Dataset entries
= = =
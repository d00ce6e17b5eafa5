//! Dated change directives.

use chrono::NaiveDate;
use serde::{Deserialize, Serialize};

use crate::store::RawValue;
use crate::time::TemporalValue;

/// One tag/value pair of a directive.
#[derive(Debug, Clone, PartialEq, Eq, Serialize, Deserialize)]
pub struct TagChange {
    /// Tag name, e.g. `lokacja` or `ilość`.
    pub tag: String,
    /// New value, optionally with its own bounds.
    pub value: RawValue,
}

impl TagChange {
    /// A change with no explicit validity.
    #[must_use]
    pub fn new(tag: impl Into<String>, value: impl Into<String>) -> Self {
        Self {
            tag: tag.into(),
            value: RawValue::Text(value.into()),
        }
    }

    /// A change whose value carries its own validity bounds.
    #[must_use]
    pub fn dated(
        tag: impl Into<String>,
        value: impl Into<String>,
        from: Option<&str>,
        to: Option<&str>,
    ) -> Self {
        Self {
            tag: tag.into(),
            value: RawValue::Dated {
                value: value.into(),
                from: from.map(str::to_string),
                to: to.map(str::to_string),
            },
        }
    }

    /// The value to record for a directive dated `date`.
    ///
    /// A value without any validity bounds starts at `date` and stays open.
    #[must_use]
    pub fn stamped(&self, date: NaiveDate) -> TemporalValue {
        let mut value = self.value.clone().into_temporal();
        if value.is_unbounded() {
            value.valid_from = Some(date);
        }
        value
    }
}

/// Changes to one entity recorded during a session.
///
/// # Examples
///
/// ```
/// use kronika::merge::ChangeDirective;
///
/// let directive: ChangeDirective = serde_json::from_str(
///     r#"{"target": "Kupiec Orrin", "date": "2025-03-01",
///         "changes": [{"tag": "lokacja", "value": "Steadwick"}]}"#,
/// )
/// .unwrap();
/// assert_eq!(directive.changes.len(), 1);
/// ```
#[derive(Debug, Clone, PartialEq, Eq, Serialize, Deserialize)]
pub struct ChangeDirective {
    /// Free-text reference to the entity.
    #[serde(alias = "cel")]
    pub target: String,
    /// Session date.
    #[serde(alias = "data")]
    pub date: NaiveDate,
    /// Changes to apply, in order.
    #[serde(default, alias = "zmiany")]
    pub changes: Vec<TagChange>,
}

impl ChangeDirective {
    /// A directive with no changes yet.
    #[must_use]
    pub fn new(target: impl Into<String>, date: NaiveDate) -> Self {
        Self {
            target: target.into(),
            date,
            changes: Vec::new(),
        }
    }

    /// Appends a change.
    #[must_use]
    pub fn with_change(mut self, change: TagChange) -> Self {
        self.changes.push(change);
        self
    }
}

#[cfg(test)]
mod tests {
    use super::*;

    fn date(y: i32, m: u32, d: u32) -> NaiveDate {
        NaiveDate::from_ymd_opt(y, m, d).unwrap()
    }

    #[test]
    fn test_plain_value_is_auto_dated() {
        let value = TagChange::new("lokacja", "Steadwick").stamped(date(2025, 3, 1));
        assert_eq!(value.valid_from, Some(date(2025, 3, 1)));
        assert_eq!(value.valid_to, None);
    }

    #[test]
    fn test_explicit_validity_is_kept() {
        let change = TagChange::dated("status", "ranny", Some("2025-02"), Some("2025-02"));
        let value = change.stamped(date(2025, 3, 1));
        assert_eq!(value.valid_from, Some(date(2025, 2, 1)));
        assert_eq!(value.valid_to, Some(date(2025, 2, 28)));
    }

    #[test]
    fn test_malformed_validity_is_auto_dated() {
        let change = TagChange::dated("status", "ranny", Some("wiosna"), None);
        let value = change.stamped(date(2025, 3, 1));
        assert_eq!(value.text, "ranny");
        assert_eq!(value.valid_from, Some(date(2025, 3, 1)));
    }

    #[test]
    fn test_polish_field_names() {
        let directive: ChangeDirective = serde_json::from_str(
            r#"{"cel": "Orrin", "data": "2025-03-01",
                "zmiany": [{"tag": "status", "value": {"value": "martwy", "od": "2025-03"}}]}"#,
        )
        .unwrap();
        assert_eq!(directive.target, "Orrin");
        assert_eq!(
            directive.changes[0].stamped(directive.date).valid_from,
            Some(date(2025, 3, 1))
        );
    }
}
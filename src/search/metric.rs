//! String metrics.

/// A distance function over strings that satisfies the metric axioms.
///
/// BK-tree pruning relies on the triangle inequality; an implementation that
/// violates it makes the tree miss matches.
pub trait Metric: Send + Sync {
    /// Distance between `a` and `b`.
    fn distance(&self, a: &str, b: &str) -> usize;
}

/// Levenshtein distance over Unicode scalar values.
///
/// Polish diacritics count as distinct characters: `ł` → `l` is one edit.
#[derive(Debug, Default, Clone, Copy)]
pub struct Levenshtein;

impl Metric for Levenshtein {
    fn distance(&self, a: &str, b: &str) -> usize {
        edit_distance(a, b)
    }
}

/// Levenshtein distance with a two-row table.
#[must_use]
pub fn edit_distance(a: &str, b: &str) -> usize {
    if a == b {
        return 0;
    }
    let a: Vec<char> = a.chars().collect();
    let b: Vec<char> = b.chars().collect();
    if a.is_empty() {
        return b.len();
    }
    if b.is_empty() {
        return a.len();
    }

    let mut prev: Vec<usize> = (0..=b.len()).collect();
    let mut curr = vec![0usize; b.len() + 1];

    for (i, ca) in a.iter().enumerate() {
        curr[0] = i + 1;
        for (j, cb) in b.iter().enumerate() {
            let substitution = prev[j] + usize::from(ca != cb);
            let deletion = prev[j + 1] + 1;
            let insertion = curr[j] + 1;
            curr[j + 1] = substitution.min(deletion).min(insertion);
        }
        std::mem::swap(&mut prev, &mut curr);
    }

    prev[b.len()]
}
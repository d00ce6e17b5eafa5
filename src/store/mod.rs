//! Entity store: sources, merging and canonical paths.

pub mod canonical;
mod memory;
pub mod source;

pub use canonical::CanonicalPaths;
pub use memory::EntityStore;
pub use source::{EntityRecord, EntitySource, RawValue, SourcePayload};
#[cfg(test)]
pub(crate) mod test {
    use super::OntologyGraph;
    use crate::{common::Namespace, Error};

    /// Load the small GO excerpt used throughout the tests.
    pub fn load_go() -> Result<OntologyGraph, Error> {
        OntologyGraph::load("tests/data/go/go-mini.obo", &[])
    }

    #[rstest::fixture]
    #[once]
    pub fn go() -> OntologyGraph {
        load_go().expect("could not load test ontology")
    }

    /// Build a graph from OBO text.
    pub fn graph_from_str(obo: &str) -> Result<OntologyGraph, Error> {
        OntologyGraph::from_reader(std::io::Cursor::new(obo.as_bytes()), &[])
    }

    #[rstest::rstest]
    fn load_header_and_terms(go: &OntologyGraph) {
        assert_eq!(go.data_version(), Some("releases/2024-01-17"));
        assert_eq!(go.len(), 26);
        assert!(!go.is_empty());
        assert_eq!(
            go.term("GO:0016787").map(|t| t.name.as_str()),
            Some("hydrolase activity")
        );
    }

    #[rstest::rstest]
    fn namespaces(go: &OntologyGraph) {
        assert_eq!(
            go.namespace_of("GO:0016787"),
            Some(Namespace::MolecularFunction)
        );
        assert_eq!(
            go.namespace_of("GO:0005737"),
            Some(Namespace::CellularComponent)
        );
        assert_eq!(
            go.namespace_of("GO:0034641"),
            Some(Namespace::BiologicalProcess)
        );
        assert_eq!(go.namespace_of("GO:9999999"), None);
    }

    #[rstest::rstest]
    fn alt_ids_resolve_to_primary_term(go: &OntologyGraph) {
        assert!(go.contains("GO:0045308"));
        assert_eq!(
            go.term("GO:0045308").map(|t| t.id.as_str()),
            Some("GO:0005515")
        );
    }

    #[rstest::rstest]
    fn obsolete_terms(go: &OntologyGraph) {
        assert!(go.is_obsolete("GO:0016788"));
        assert!(!go.is_obsolete("GO:0016787"));
        assert!(!go.is_obsolete("GO:9999999"));
        assert_eq!(go.replacement_candidates("GO:0016788"), vec!["GO:0016787"]);
        assert_eq!(
            go.replacement_candidates("GO:0003823"),
            vec!["GO:0005515", "GO:0005488"]
        );
        assert!(go.replacement_candidates("GO:0004437").is_empty());
        assert!(go.replacement_candidates("GO:9999999").is_empty());
    }

    #[rstest::rstest]
    fn ancestors_are_reflexive(go: &OntologyGraph) {
        for term in go.terms() {
            assert!(go.ancestors_of(&term.id).contains(term.id.as_str()));
        }
        assert!(go.ancestors_of("GO:9999999").is_empty());
    }

    #[rstest::rstest]
    fn ancestors_with_multiple_inheritance(go: &OntologyGraph) {
        insta::assert_debug_snapshot!(go.ancestors_of("GO:0034641"), @r###"
        {
            "GO:0006807",
            "GO:0008150",
            "GO:0008152",
            "GO:0009987",
            "GO:0034641",
            "GO:0044237",
        }
        "###);
    }

    #[test]
    fn relationships_are_followed_when_configured() -> Result<(), anyhow::Error> {
        let path = "tests/data/go/go-mini.obo";
        let is_a_only = OntologyGraph::load(path, &[])?;
        assert!(!is_a_only.ancestors_of("GO:0005886").contains("GO:0071944"));

        let part_of = OntologyGraph::load(path, &[String::from("part_of")])?;
        assert!(part_of.ancestors_of("GO:0005886").contains("GO:0071944"));

        Ok(())
    }

    #[test]
    fn edges_to_unknown_terms_are_ignored() -> Result<(), anyhow::Error> {
        let graph = graph_from_str(
            "format-version: 1.2\n\n\
            [Term]\nid: GO:0000001\nname: one\nnamespace: molecular_function\n\
            is_a: GO:0000404 ! not in file\n",
        )?;
        assert_eq!(graph.ancestors_of("GO:0000001").len(), 1);
        Ok(())
    }

    #[test]
    fn cycle_is_an_error() {
        let result = graph_from_str(
            "format-version: 1.2\n\n\
            [Term]\nid: GO:0000001\nname: one\nnamespace: molecular_function\nis_a: GO:0000002\n\n\
            [Term]\nid: GO:0000002\nname: two\nnamespace: molecular_function\nis_a: GO:0000001\n",
        );
        assert!(matches!(result, Err(Error::Cycle(_))), "{result:?}");
    }

    #[test]
    fn empty_ontology_is_a_load_error() {
        let result = graph_from_str("format-version: 1.2\n");
        match result {
            Err(Error::Load { path, message }) => {
                assert_eq!(path, "<reader>");
                assert_eq!(message, "no term frames found");
            }
            other => panic!("expected a load error, got {other:?}"),
        }
    }

    #[test]
    fn missing_file_is_a_load_error() {
        let result = OntologyGraph::load("tests/data/go/does-not-exist.obo", &[]);
        assert!(matches!(result, Err(Error::Load { .. })), "{result:?}");
    }
}
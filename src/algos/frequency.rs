//! Term frequencies and information content from an annotation corpus.

use std::collections::HashSet;

use indexmap::IndexMap;

use crate::{common::TermListRow, ontology::OntologyGraph};

/// Raw term identifiers by entity, as used for the frequency statistics.
pub type AnnotationCorpus = IndexMap<String, Vec<String>>;

/// Build the corpus from table rows; repeated entities extend their term list.
pub fn corpus_from_rows(rows: &[TermListRow]) -> AnnotationCorpus {
    let mut corpus = AnnotationCorpus::new();
    for row in rows {
        corpus
            .entry(row.entity_id.clone())
            .or_default()
            .extend(row.terms.iter().cloned());
    }
    corpus
}

/// Ancestor-inclusive term counts over the corpus entities.
#[derive(Debug, Clone)]
pub struct FrequencyModel<'a> {
    /// The ontology the counts are indexed by.
    graph: &'a OntologyGraph,
    /// Number of entities carrying each term or one of its descendants.
    counts: Vec<u32>,
    /// Number of corpus entities.
    population: usize,
}

impl<'a> FrequencyModel<'a> {
    /// Count term occurrences in `corpus`.
    ///
    /// Each entity increments each term reachable from its annotations at most once, no
    /// matter by how many paths the term is reached. Terms unknown to `graph` are skipped.
    pub fn build(graph: &'a OntologyGraph, corpus: &AnnotationCorpus) -> Self {
        let mut counts = vec![0u32; graph.len()];
        let mut unknown = 0usize;
        for terms in corpus.values() {
            let mut seen = HashSet::new();
            for term in terms {
                if let Some(idx) = graph.index_of(term) {
                    seen.extend(graph.ancestor_indices(idx).iter().copied());
                } else {
                    unknown += 1;
                }
            }
            for idx in seen {
                counts[idx] += 1;
            }
        }

        if unknown > 0 {
            tracing::debug!("skipped {} corpus annotations with unknown terms", unknown);
        }

        Self {
            graph,
            counts,
            population: corpus.len(),
        }
    }

    /// The ontology the model was built for.
    pub fn graph(&self) -> &'a OntologyGraph {
        self.graph
    }

    /// Number of corpus entities.
    pub fn population(&self) -> usize {
        self.population
    }

    /// Occurrence count of the term, 0 if unknown.
    pub fn count(&self, term_id: &str) -> u32 {
        self.graph
            .index_of(term_id)
            .map_or(0, |idx| self.counts[idx])
    }

    /// Relative frequency of the term at graph index `idx`.
    #[allow(clippy::cast_precision_loss)]
    pub fn frequency_at(&self, idx: usize) -> f64 {
        if self.population == 0 {
            0.0
        } else {
            f64::from(self.counts[idx]) / self.population as f64
        }
    }

    /// Relative frequency of the term among corpus entities, 0 if unseen.
    pub fn frequency(&self, term_id: &str) -> f64 {
        self.graph
            .index_of(term_id)
            .map_or(0.0, |idx| self.frequency_at(idx))
    }

    /// Information content of the term at graph index `idx`.
    pub fn information_content_at(&self, idx: usize) -> Option<f64> {
        let frequency = self.frequency_at(idx);
        if frequency > 0.0 {
            Some(-frequency.ln())
        } else {
            None
        }
    }

    /// Information content `-ln(frequency)`, `None` for terms never observed.
    pub fn information_content(&self, term_id: &str) -> Option<f64> {
        self.graph
            .index_of(term_id)
            .and_then(|idx| self.information_content_at(idx))
    }

    /// Iterate `(term_id, count, frequency)` for all observed terms in ontology order.
    pub fn observed_terms(&self) -> impl Iterator<Item = (&'a str, u32, f64)> + '_ {
        self.graph
            .terms()
            .enumerate()
            .filter(|(idx, _)| self.counts[*idx] > 0)
            .map(|(idx, term)| (term.id.as_str(), self.counts[idx], self.frequency_at(idx)))
    }
}
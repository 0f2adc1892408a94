//! This is the `gosim` library.
//!
//! Semantic similarity between predicted and known Gene Ontology annotations, based on
//! information content derived from an annotation corpus.
#![deny(clippy::pedantic)]
#![allow(clippy::must_use_candidate)]
#![allow(clippy::module_name_repetitions)]
#![warn(missing_docs)]

pub mod aggregate;
pub mod algos;
pub mod common;
pub mod compare;
mod error;
pub mod ontology;
pub mod score;

pub use crate::error::*;
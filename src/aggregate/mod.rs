//! Conversion of raw predictor output into one row of comma-joined terms per entity.

use std::collections::BTreeMap;
use std::str::FromStr;
use std::time::Instant;

use clap::Parser;
use indexmap::IndexSet;
use strum::{EnumIter, IntoEnumIterator};

use crate::{
    common::{open_read, tsv_reader_builder, tsv_writer},
    Error,
};

/// Line prefix of the predictions in the predictor's log output.
pub const PREDICTION_PREFIX: &str = "query_prot";

/// Layout of the predictor output.
#[derive(
    Default,
    Debug,
    Clone,
    Copy,
    EnumIter,
    PartialEq,
    Eq,
    PartialOrd,
    Ord,
    derive_more::Display,
    serde::Serialize,
    serde::Deserialize,
)]
#[serde(rename_all = "kebab-case")]
pub enum InputFormat {
    /// Result table with header, entity in first and term in second column.
    #[default]
    #[display("table")]
    Table,
    /// Rows of entity and the predictor's log line, only lines with the prediction prefix
    /// are used.
    #[display("predictor-log")]
    PredictorLog,
}

impl FromStr for InputFormat {
    type Err = anyhow::Error;

    fn from_str(s: &str) -> Result<Self, Self::Err> {
        InputFormat::iter()
            .find(|m| m.to_string().as_str().eq(s))
            .ok_or(anyhow::anyhow!("unknown input format: {}", s))
    }
}

/// Command line arguments for `aggregate` sub command.
#[derive(Parser, Debug)]
#[command(author, version, about = "Aggregate predictor output by entity", long_about = None)]
pub struct Args {
    /// Path to the predictor output.
    #[arg(long, required = true)]
    pub path_input: String,
    /// Layout of the predictor output.
    #[arg(long, default_value_t = InputFormat::default())]
    pub input_format: InputFormat,
    /// Path to the output TSV file.
    #[arg(long, required = true)]
    pub path_output: String,
}

/// Extract `(entity, term)` pairs from the predictor output.
///
/// # Errors
///
/// In the case that the input is not a valid TSV file.
pub fn read_predictions<R: std::io::Read>(
    reader: R,
    input_format: InputFormat,
) -> Result<Vec<(String, String)>, Error> {
    let mut reader = tsv_reader_builder(input_format == InputFormat::Table)
        .quoting(false)
        .from_reader(reader);

    let mut result = Vec::new();
    for record in reader.records() {
        let record = record.map_err(|e| Error::Table {
            path: String::from("<predictions>"),
            message: e.to_string(),
        })?;
        let entity = record.get(0).unwrap_or_default().trim();
        let value = record.get(1).unwrap_or_default().trim();
        let term = match input_format {
            InputFormat::Table => Some(value),
            InputFormat::PredictorLog => value
                .strip_prefix(PREDICTION_PREFIX)
                .and_then(|rest| rest.split_whitespace().next()),
        };
        match term {
            Some(term) if !entity.is_empty() && !term.is_empty() => {
                result.push((entity.to_string(), term.to_string()));
            }
            _ => tracing::trace!("skipping record {:?}", &record),
        }
    }

    Ok(result)
}

/// Group terms by entity, keeping the first occurrence of each term.
pub fn group_by_entity(predictions: &[(String, String)]) -> BTreeMap<&str, IndexSet<&str>> {
    let mut result: BTreeMap<&str, IndexSet<&str>> = BTreeMap::new();
    for (entity, term) in predictions {
        result.entry(entity.as_str()).or_default().insert(term.as_str());
    }
    result
}

/// Main entry point for `aggregate` sub command.
///
/// # Errors
///
/// In the case that the input cannot be read or the output cannot be written.
pub fn run(args_common: &crate::common::Args, args: &Args) -> Result<(), anyhow::Error> {
    tracing::info!("args_common = {:?}", &args_common);
    tracing::info!("args = {:?}", &args);

    crate::common::init_env_logger(args_common);

    tracing::info!("Reading predictions...");
    let before_reading = Instant::now();
    let predictions = read_predictions(open_read(&args.path_input)?, args.input_format)
        .map_err(|e| anyhow::anyhow!("problem reading {}: {}", &args.path_input, e))?;
    tracing::info!(
        "...done reading {} predictions in {:?}",
        predictions.len(),
        before_reading.elapsed()
    );

    let grouped = group_by_entity(&predictions);

    tracing::info!("Writing {} entities...", grouped.len());
    let mut writer = tsv_writer(&args.path_output)?;
    writer.write_record(["Protein", "GO_terms"])?;
    for (entity, terms) in &grouped {
        let terms = terms.iter().copied().collect::<Vec<_>>().join(",");
        writer.write_record([*entity, terms.as_str()])?;
    }
    writer.flush()?;

    tracing::info!("All done. Have a nice day!");
    Ok(())
}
= = =
DESCRIPTION OF THE TASK.
Search the entries above for the word "substitution", and copy every line where it occurs.

RESULT FOR THIS TASK.
            let substitution = prev[j] + usize::from(ca != cb);
            curr[j + 1] = substitution.min(deletion).min(insertion);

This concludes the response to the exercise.